Pozostałe dni spędziliśmy bez jakiegoś wielkiego planowania a istotną rolę odgrywał niewątpliwie Songo - podarowana mi od przyjaciół i braci mojej byłej żony Agama Brodata. To świetne zwierzę - gad o nadzwyczajnym poziomie uspołecznienia, niczym pies - lubi towarzystwo człowieka i lgnie do niego a przy tym jest zupełnie niegroźny. Codzienne karmienie, zabieranie go na taras, chodzenie po robaki i bazylię etc. To dobry prezent bo nie potrzebuje kolejnych perfum, sprzętu elektronicznego czy też ubrań. Zainicjowałem kupno gada ponieważ wiedziałem, że w ten sposób uciesze też Klaudię, Adę i Katarzynę... i miałem racje.
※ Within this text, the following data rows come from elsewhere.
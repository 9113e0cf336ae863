//! gettext-based Internationalization for Armature
//!
//! Provides message translation backed by compiled GNU gettext catalogs:
//!
//! - **Catalogs**: Load `<dir>/<locale>/LC_MESSAGES/<domain>.mo` files and
//!   merge them per (locale, domain), last loaded wins
//! - **Translation Strings**: Message ids with default text, domain and
//!   `${name}` interpolation values
//! - **Locale Negotiation**: Pluggable strategies, `_LOCALE_` parameter or
//!   cookie by default
//! - **Pluralization**: Plural-Forms rules evaluated per catalog
//!
//! # Quick Start
//!
//! ```rust,ignore
//! use armature_gettext::prelude::*;
//!
//! let config = I18nConfig::from_file("i18n.toml")?;
//! let i18n = I18n::from_config(&config)?;
//!
//! let request = LocaleRequest::from_parts("_LOCALE_=de", None);
//! let localizer = i18n.localizer_for(&request);
//!
//! let ts = TranslationString::new("add-number")?
//!     .with_default("Add ${number}")
//!     .with_mapping(Mapping::from([("number", 1)]));
//! localizer.translate(&ts);  // "Füge 1 hinzu"
//!
//! localizer.pluralize("${n} file", "${n} files", 3, None, Some(&Mapping::from([("n", 3)])));
//! ```
//!
//! # Domains
//!
//! ```rust,ignore
//! use armature_gettext::TranslationStringFactory;
//!
//! let shop = TranslationStringFactory::new("shop");
//! let ts = shop.create("cart-title")?;  // looked up in shop.mo
//! ```

mod catalog;
mod config;
mod error;
mod interpolate;
mod localizer;
mod mo;
mod negotiator;
mod plural;
mod store;
mod translation;

#[cfg(any(test, feature = "testing"))]
pub mod testing;

pub use catalog::{CatalogEntry, MessageCatalog, PluralSet, message_key};
pub use config::I18nConfig;
pub use error::I18nError;
pub use interpolate::interpolate;
pub use localizer::{I18n, Localizer, Translatable, locale_chain};
pub use mo::{CONTEXT_SEPARATOR, MO_MAGIC, MoFile, MoMessage};
pub use negotiator::{
    AcceptLanguageNegotiator, DefaultLocaleNegotiator, FALLBACK_LOCALE_NAME, LOCALE_KEY,
    LocaleMemo, LocaleNegotiator, LocaleRequest, RequestContext, negotiate_locale_name,
    parse_accept_language,
};
pub use plural::{BinaryOp, PluralExpr, PluralForms};
pub use store::{
    CatalogStore, DEFAULT_DOMAIN, LC_MESSAGES, LoadPolicy, Lookup, MO_EXTENSION, SharedCatalogs,
    catalog_path, resolve_domain,
};
pub use translation::{Mapping, TranslationString, TranslationStringFactory};

/// Result type for i18n operations
pub type Result<T> = std::result::Result<T, I18nError>;

/// Prelude for common imports
pub mod prelude {
    pub use crate::{
        CatalogStore, I18n, I18nConfig, I18nError, LocaleNegotiator, LocaleRequest, Localizer,
        Mapping, RequestContext, Result, TranslationString, TranslationStringFactory,
    };
}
Poza jaszczurem było kino i najnowsza część Minionków, place zabaw, nocowanie u Asi, Asi nocowanie u nas, ścianki wspinaczkowe i rolki z koleżankami z osiedla - mam nadzieję, że Klaudia będzie budować tu swoje życie rówieśnicze skutecznie się socjalizując i usamodzielniając. Bezpośrednio po urodzinach wybraliśmy się nad morze i nad Zalew zatem kąpiel była obowiązkowa. Jak zawsze gdy jest morze, jest też truskawkowe miasteczko gdzie Klaudia zna już wszystkie kąty i dobrze się czuje.
W dzień odbioru córki przez mamę, zawsze mówimy o tzw. syndromie niedzieli. Po tych dwóch tygodniach zapytałem Klaudię:
- Co nie masz już nastroju bo musisz wracać do domu?
- Przecież to jest mój dom (odpowiedziała wywracając oczami i lekko się uśmiechając).
Pomyślałem: Moja mała romantyczka (choć jasne i ciemne strony romantyzmu dopiero pozna w życiu i ja - Jej tata wie najlepiej jak każda z tych stron smakuje). Przed nami kolejne dwa tygodnie wakacji - już nie mogę się doczekać.